EXERCISE MATERIALS

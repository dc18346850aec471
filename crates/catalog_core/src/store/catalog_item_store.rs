//! Catalog item store contract and SQLite implementation.
//!
//! # Responsibility
//! - Full CRUD over `catalog_items`.
//! - Keep `spec_service_type` derived from `spec.service_type` on every write.
//!
//! # Invariants
//! - `spec.service_type` must reference an existing service type.
//! - Updates write only `display_name`, `spec` and `spec_service_type`, and
//!   stamp `update_time`; `id` and `create_time` never change.
//! - A catalog item with instances cannot be deleted.
//! - Listing order is `id ASC`.

use super::constraint::{constraint_kind, resolve, ConstraintKind, Probe};
use super::context::CallContext;
use super::error::{EntityKind, StoreError, StoreResult};
use super::pagination::{Page, PageWindow};
use super::{now_epoch_ms, with_connection};
use crate::db::{Database, Json};
use crate::model::catalog_item::{CatalogItem, CatalogItemSpec};
use rusqlite::{params, Connection, OptionalExtension, Row};

const CATALOG_ITEM_SELECT_SQL: &str = "SELECT
    id,
    api_version,
    display_name,
    spec,
    path,
    create_time,
    update_time
FROM catalog_items";

const CATALOG_ITEM_ID_EXISTS_SQL: &str =
    "SELECT EXISTS(SELECT 1 FROM catalog_items WHERE id = ?1);";
const SERVICE_TYPE_NAME_EXISTS_SQL: &str =
    "SELECT EXISTS(SELECT 1 FROM service_types WHERE service_type = ?1);";

/// Paging and filter options for catalog item listing.
#[derive(Debug, Clone, Default, PartialEq, Eq)]
pub struct CatalogItemListOptions {
    pub page_token: Option<String>,
    /// Defaults to 50 when absent or zero.
    pub page_size: Option<u32>,
    /// Exact match on `spec.service_type`. Empty means no filter.
    pub service_type: Option<String>,
}

pub trait CatalogItemStore: Send + Sync {
    fn list(
        &self,
        ctx: &CallContext,
        opts: &CatalogItemListOptions,
    ) -> StoreResult<Page<CatalogItem>>;
    /// Inserts a new catalog item; the returned copy carries timestamps.
    fn create(&self, ctx: &CallContext, catalog_item: CatalogItem) -> StoreResult<CatalogItem>;
    fn get(&self, ctx: &CallContext, id: &str) -> StoreResult<CatalogItem>;
    /// Rewrites the mutable columns of the item with `catalog_item.id` and
    /// stamps `update_time`.
    fn update(&self, ctx: &CallContext, catalog_item: &CatalogItem) -> StoreResult<()>;
    fn delete(&self, ctx: &CallContext, id: &str) -> StoreResult<()>;
}

#[derive(Debug, Clone)]
pub struct SqliteCatalogItemStore {
    db: Database,
}

impl SqliteCatalogItemStore {
    pub fn new(db: Database) -> Self {
        Self { db }
    }
}

impl CatalogItemStore for SqliteCatalogItemStore {
    fn list(
        &self,
        ctx: &CallContext,
        opts: &CatalogItemListOptions,
    ) -> StoreResult<Page<CatalogItem>> {
        const OP: &str = "list catalog items";
        let window = PageWindow::resolve(opts.page_token.as_deref(), opts.page_size);
        let service_type = opts
            .service_type
            .as_deref()
            .filter(|value| !value.is_empty());

        with_connection(&self.db, ctx, OP, |conn| {
            let rows = query_catalog_items(conn, service_type, window)
                .map_err(|err| StoreError::unknown(OP, err))?;
            Ok(window.finish(rows))
        })
    }

    fn create(&self, ctx: &CallContext, mut catalog_item: CatalogItem) -> StoreResult<CatalogItem> {
        const OP: &str = "create catalog item";

        with_connection(&self.db, ctx, OP, |conn| {
            let now = now_epoch_ms();
            catalog_item.create_time = now;
            catalog_item.update_time = now;

            let inserted = conn.execute(
                "INSERT INTO catalog_items (
                    id,
                    api_version,
                    display_name,
                    spec,
                    path,
                    create_time,
                    update_time,
                    spec_service_type
                ) VALUES (?1, ?2, ?3, ?4, ?5, ?6, ?7, ?8);",
                params![
                    catalog_item.id,
                    catalog_item.api_version,
                    catalog_item.display_name,
                    Json(&catalog_item.spec),
                    catalog_item.path,
                    catalog_item.create_time,
                    catalog_item.update_time,
                    catalog_item.spec.service_type,
                ],
            );

            match inserted {
                Ok(_) => Ok(()),
                Err(err) => Err(classify_create_failure(conn, err, &catalog_item)),
            }
        })?;

        Ok(catalog_item)
    }

    fn get(&self, ctx: &CallContext, id: &str) -> StoreResult<CatalogItem> {
        const OP: &str = "get catalog item";

        with_connection(&self.db, ctx, OP, |conn| {
            conn.query_row(
                &format!("{CATALOG_ITEM_SELECT_SQL} WHERE id = ?1;"),
                [id],
                parse_catalog_item_row,
            )
            .optional()
            .map_err(|err| StoreError::unknown(OP, err))?
            .ok_or(StoreError::NotFound {
                entity: EntityKind::CatalogItem,
            })
        })
    }

    fn update(&self, ctx: &CallContext, catalog_item: &CatalogItem) -> StoreResult<()> {
        const OP: &str = "update catalog item";

        with_connection(&self.db, ctx, OP, |conn| {
            let changed = conn
                .execute(
                    "UPDATE catalog_items
                     SET
                        display_name = ?1,
                        spec = ?2,
                        spec_service_type = ?3,
                        update_time = ?4
                     WHERE id = ?5;",
                    params![
                        catalog_item.display_name,
                        Json(&catalog_item.spec),
                        catalog_item.spec.service_type,
                        now_epoch_ms(),
                        catalog_item.id,
                    ],
                )
                .map_err(|err| match constraint_kind(&err) {
                    Some(ConstraintKind::ForeignKey) => StoreError::ReferencedServiceTypeMissing,
                    _ => StoreError::unknown(OP, err),
                })?;

            if changed == 0 {
                return Err(StoreError::NotFound {
                    entity: EntityKind::CatalogItem,
                });
            }
            Ok(())
        })
    }

    fn delete(&self, ctx: &CallContext, id: &str) -> StoreResult<()> {
        const OP: &str = "delete catalog item";

        with_connection(&self.db, ctx, OP, |conn| {
            let changed = conn
                .execute("DELETE FROM catalog_items WHERE id = ?1;", [id])
                .map_err(|err| match constraint_kind(&err) {
                    Some(ConstraintKind::ForeignKey) => StoreError::HasDependents,
                    _ => StoreError::unknown(OP, err),
                })?;

            if changed == 0 {
                return Err(StoreError::NotFound {
                    entity: EntityKind::CatalogItem,
                });
            }
            Ok(())
        })
    }
}

/// A foreign-key failure is confirmed by looking for the referenced service
/// type; otherwise a uniqueness failure is confirmed by looking for the id.
fn classify_create_failure(
    conn: &Connection,
    err: rusqlite::Error,
    attempted: &CatalogItem,
) -> StoreError {
    const OP: &str = "create catalog item";

    let sentinel = match constraint_kind(&err) {
        Some(ConstraintKind::ForeignKey) => resolve(
            conn,
            OP,
            [Probe::row_missing(
                SERVICE_TYPE_NAME_EXISTS_SQL,
                &attempted.spec.service_type,
                StoreError::ReferencedServiceTypeMissing,
            )],
        ),
        Some(ConstraintKind::Unique) => resolve(
            conn,
            OP,
            [Probe::row_exists(
                CATALOG_ITEM_ID_EXISTS_SQL,
                &attempted.id,
                StoreError::IdTaken {
                    entity: EntityKind::CatalogItem,
                },
            )],
        ),
        None => None,
    };
    sentinel.unwrap_or_else(|| StoreError::unknown(OP, err))
}

fn query_catalog_items(
    conn: &Connection,
    service_type: Option<&str>,
    window: PageWindow,
) -> rusqlite::Result<Vec<CatalogItem>> {
    let mut stmt = conn.prepare(&format!(
        "{CATALOG_ITEM_SELECT_SQL}
         WHERE (?1 IS NULL OR spec_service_type = ?1)
         ORDER BY id ASC
         LIMIT ?2 OFFSET ?3;"
    ))?;
    let rows = stmt.query_map(
        params![service_type, window.fetch_limit(), window.sql_offset()],
        parse_catalog_item_row,
    )?;
    rows.collect()
}

fn parse_catalog_item_row(row: &Row<'_>) -> rusqlite::Result<CatalogItem> {
    let spec: Json<CatalogItemSpec> = row.get("spec")?;
    Ok(CatalogItem {
        id: row.get("id")?,
        api_version: row.get("api_version")?,
        display_name: row.get("display_name")?,
        spec: spec.into_inner(),
        path: row.get("path")?,
        create_time: row.get("create_time")?,
        update_time: row.get("update_time")?,
    })
}
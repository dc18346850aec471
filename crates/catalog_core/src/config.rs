//! Process configuration for the catalog store.
//!
//! Sources, lowest to highest precedence: built-in defaults, an optional
//! configuration file, then `CATALOG_*` environment variables using `__` as
//! the nesting separator (`CATALOG_DATABASE__NAME=/var/lib/catalog.db`).

use crate::db::PoolOptions;
use crate::logging::default_log_level;
use config::builder::DefaultState;
use config::{Config, ConfigBuilder, ConfigError, Environment, File};
use serde::Deserialize;
use std::path::Path;
use std::time::Duration;

const ENV_PREFIX: &str = "CATALOG";
const IN_MEMORY_NAME: &str = ":memory:";

#[derive(Debug, Clone, PartialEq, Eq, Deserialize)]
pub struct CatalogConfig {
    pub database: DatabaseConfig,
    pub logging: LoggingConfig,
}

#[derive(Debug, Clone, PartialEq, Eq, Deserialize)]
pub struct DatabaseConfig {
    /// SQLite file path, or `:memory:`.
    pub name: String,
    pub max_connections: u32,
    pub busy_timeout_ms: u64,
    pub connection_timeout_ms: u64,
}

#[derive(Debug, Clone, PartialEq, Eq, Deserialize)]
pub struct LoggingConfig {
    pub level: String,
    /// File logging is enabled only when set. Must be absolute.
    #[serde(default)]
    pub dir: Option<String>,
}

impl CatalogConfig {
    /// Loads defaults, then `file` when given and present, then environment.
    pub fn load(file: Option<&Path>) -> Result<Self, ConfigError> {
        let mut builder = Self::defaults()?;
        if let Some(file) = file {
            builder = builder.add_source(File::from(file).required(false));
        }
        let builder = builder.add_source(
            Environment::with_prefix(ENV_PREFIX)
                .prefix_separator("_")
                .separator("__")
                .try_parsing(true),
        );
        Self::from_builder(builder)
    }

    /// Builder pre-filled with every default value.
    pub fn defaults() -> Result<ConfigBuilder<DefaultState>, ConfigError> {
        let pool = PoolOptions::default();
        Config::builder()
            .set_default("database.name", "catalog-manager.db")?
            .set_default("database.max_connections", pool.max_connections)?
            .set_default(
                "database.busy_timeout_ms",
                duration_ms(pool.busy_timeout),
            )?
            .set_default(
                "database.connection_timeout_ms",
                duration_ms(pool.connection_timeout),
            )?
            .set_default("logging.level", default_log_level())
    }

    pub fn from_builder(builder: ConfigBuilder<DefaultState>) -> Result<Self, ConfigError> {
        builder.build()?.try_deserialize()
    }
}

impl DatabaseConfig {
    pub fn is_in_memory(&self) -> bool {
        self.name.trim() == IN_MEMORY_NAME
    }

    pub fn pool_options(&self) -> PoolOptions {
        PoolOptions {
            max_connections: self.max_connections.max(1),
            busy_timeout: Duration::from_millis(self.busy_timeout_ms),
            connection_timeout: Duration::from_millis(self.connection_timeout_ms),
        }
    }
}

fn duration_ms(duration: Duration) -> u64 {
    u64::try_from(duration.as_millis()).unwrap_or(u64::MAX)
}
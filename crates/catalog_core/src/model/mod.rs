//! Catalog domain model.
//!
//! # Responsibility
//! - Define the three persisted entity kinds and their nested spec shapes.
//! - Provide the opaque structured value used by schema-less spec fields.
//!
//! # Invariants
//! - Every entity is identified by a stable string `id`.
//! - `path` is always `<collection>/<id>` for entities built by constructors.
//! - Timestamps are epoch milliseconds assigned by the store.

pub mod catalog_item;
pub mod catalog_item_instance;
pub mod service_type;

/// Schema-less JSON value: null, bool, number, string, ordered array or
/// insertion-ordered map.
pub type JsonValue = serde_json::Value;

/// Schema-less JSON object with insertion order preserved.
pub type JsonObject = serde_json::Map<String, JsonValue>;

/// API version stamped on entities built by the model constructors.
pub const API_VERSION: &str = "v1alpha1";

pub(crate) fn resource_path(collection: &str, id: &str) -> String {
    format!("{collection}/{id}")
}

pub(crate) fn generate_id() -> String {
    uuid::Uuid::new_v4().to_string()
}
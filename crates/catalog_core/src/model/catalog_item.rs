//! Catalog item: mid tier, bound to one service type by natural key.
//!
//! # Invariants
//! - `spec.service_type` must name an existing service type.
//! - A catalog item cannot be deleted while instances reference it.

use super::{generate_id, resource_path, JsonObject, JsonValue, API_VERSION};
use serde::{Deserialize, Deserializer, Serialize};

/// Collection segment used in `CatalogItem::path`.
pub const CATALOG_ITEMS_COLLECTION: &str = "catalog-items";

#[derive(Debug, Clone, PartialEq, Serialize, Deserialize)]
pub struct CatalogItem {
    pub id: String,
    pub api_version: String,
    pub display_name: String,
    pub spec: CatalogItemSpec,
    pub path: String,
    pub create_time: i64,
    pub update_time: i64,
}

#[derive(Debug, Clone, Default, PartialEq, Serialize, Deserialize)]
pub struct CatalogItemSpec {
    pub service_type: String,
    #[serde(default)]
    pub fields: Vec<FieldConfiguration>,
}

/// One configurable field exposed by a catalog item.
#[derive(Debug, Clone, Default, PartialEq, Serialize, Deserialize)]
pub struct FieldConfiguration {
    /// Dotted path into the service type spec, e.g. `resources.cpu`.
    pub path: String,
    #[serde(default, skip_serializing_if = "Option::is_none")]
    pub display_name: Option<String>,
    #[serde(default)]
    pub editable: bool,
    /// `Some(JsonValue::Null)` is an explicit null default, distinct from `None`.
    #[serde(
        default,
        deserialize_with = "explicit_null",
        skip_serializing_if = "Option::is_none"
    )]
    pub default: Option<JsonValue>,
    #[serde(default, skip_serializing_if = "Option::is_none")]
    pub validation_schema: Option<JsonObject>,
}

/// Keeps a present `null` as `Some(Null)`; only a missing key means `None`.
fn explicit_null<'de, D>(deserializer: D) -> Result<Option<JsonValue>, D::Error>
where
    D: Deserializer<'de>,
{
    JsonValue::deserialize(deserializer).map(Some)
}

impl FieldConfiguration {
    pub fn new(path: impl Into<String>) -> Self {
        Self {
            path: path.into(),
            ..Self::default()
        }
    }
}

impl CatalogItem {
    /// Creates a catalog item with a generated id.
    pub fn new(display_name: impl Into<String>, spec: CatalogItemSpec) -> Self {
        Self::with_id(generate_id(), display_name, spec)
    }

    /// Creates a catalog item with a caller-provided id.
    pub fn with_id(
        id: impl Into<String>,
        display_name: impl Into<String>,
        spec: CatalogItemSpec,
    ) -> Self {
        let id = id.into();
        Self {
            path: resource_path(CATALOG_ITEMS_COLLECTION, &id),
            id,
            api_version: API_VERSION.to_string(),
            display_name: display_name.into(),
            spec,
            create_time: 0,
            update_time: 0,
        }
    }
}

impl CatalogItemSpec {
    pub fn new(service_type: impl Into<String>) -> Self {
        Self {
            service_type: service_type.into(),
            fields: Vec::new(),
        }
    }
}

TASK ITEM
In the records above, return only the line that contains "pub fn new(path: impl" and every line after it through the last, exactly as they appear.

ANSWER TO THIS PROBLEM
    pub fn new(path: impl Into<String>) -> Self {
        Self {
            path: path.into(),
            ..Self::default()
        }
    }
}

impl CatalogItem {
    /// Creates a catalog item with a generated id.
    pub fn new(display_name: impl Into<String>, spec: CatalogItemSpec) -> Self {
        Self::with_id(generate_id(), display_name, spec)
    }

    /// Creates a catalog item with a caller-provided id.
    pub fn with_id(
        id: impl Into<String>,
        display_name: impl Into<String>,
        spec: CatalogItemSpec,
    ) -> Self {
        let id = id.into();
        Self {
            path: resource_path(CATALOG_ITEMS_COLLECTION, &id),
            id,
            api_version: API_VERSION.to_string(),
            display_name: display_name.into(),
            spec,
            create_time: 0,
            update_time: 0,
        }
    }
}

impl CatalogItemSpec {
    pub fn new(service_type: impl Into<String>) -> Self {
        Self {
            service_type: service_type.into(),
            fields: Vec::new(),
        }
    }
}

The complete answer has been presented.